3. After STD: Tell Your Partner

Tell your sex partner: In relationships, we must communicate honestly — especially when it comes to sex. Jenelle Marie, a rep for PositiveSingles.com, the largest dating community for those with STDs and herpes, advises anyone with an STI to inform their new partner before putting them at risk. That’s “before you engage in sexual activities with someone ,” she said.
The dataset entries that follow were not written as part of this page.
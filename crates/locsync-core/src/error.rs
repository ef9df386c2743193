//! Error types for locsync-core

use std::path::PathBuf;

/// Result type for locsync-core operations
pub type Result<T> = std::result::Result<T, Error>;

/// Errors that can occur in locsync-core operations
#[derive(Debug, thiserror::Error)]
pub enum Error {
    /// Configuration file not found at expected path
    #[error("Configuration not found at {path}")]
    ConfigNotFound { path: PathBuf },

    /// Configuration parsed but is not usable
    #[error("Invalid configuration: {message}")]
    InvalidConfig { message: String },

    /// Malformed `.strings` content
    #[error("Failed to parse {path} at line {line}: {message}")]
    StringsParse {
        path: String,
        line: usize,
        message: String,
    },

    /// Remote keyset does not exist
    #[error("Remote keyset not found: {name}")]
    RemoteKeysetNotFound { name: String },

    /// Remote keyset already exists
    #[error("Remote keyset already exists: {name}")]
    RemoteKeysetExists { name: String },

    /// An external localization tool failed
    #[error("{tool} failed: {message}")]
    Tool { tool: String, message: String },

    /// Invalid glob in the file patterns
    #[error("Invalid file pattern '{pattern}': {source}")]
    Pattern {
        pattern: String,
        #[source]
        source: globset::Error,
    },

    /// Operation inside a transaction failed; nothing was committed
    #[error("Transaction '{name}' failed: {source}")]
    TransactionFailed {
        name: String,
        #[source]
        source: Box<Error>,
    },

    // Transparent wrappers for underlying crate errors
    /// Filesystem error from locsync-fs
    #[error(transparent)]
    Fs(#[from] locsync_fs::Error),

    /// Git error from locsync-git
    #[error(transparent)]
    Git(#[from] locsync_git::Error),

    /// Directory walk error
    #[error(transparent)]
    Walk(#[from] ignore::Error),

    /// Standard I/O error
    #[error(transparent)]
    Io(#[from] std::io::Error),
}

impl Error {
    /// Innermost error, looking through transaction wrappers.
    pub fn root_cause(&self) -> &Error {
        match self {
            Error::TransactionFailed { source, .. } => source.root_cause(),
            other => other,
        }
    }
}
What if you’re not ready to speak your truth? “It's entirely up to the individual how long they wait,” Jenelle added. “Some like to tell people up front before they've established a connection. Others choose to wait until they trust the individual to divulge sensitive information.” 

4. After STD: Discuss Best Methods

Discuss best safe sex methods: Communication is key! We should always discuss safe sex methods with our partners, especially if you’ve been diagnosed with an STD. “In order to decide what methods are best, discussing risk and ways to reduce risk is a good way to determine if there are medications that can help,” Jenelle explained. "If there are barrier methods that a partner might like to incorporate (condoms, dams, lube, etc.), and if there are any other prevention strategies that would help reduce risk of transmission.”

Once you've covered your bases and you've both made an informed decision, you should enjoy sex. Because an STD shouldn’t destroy your sex life — or send you running to a monastery.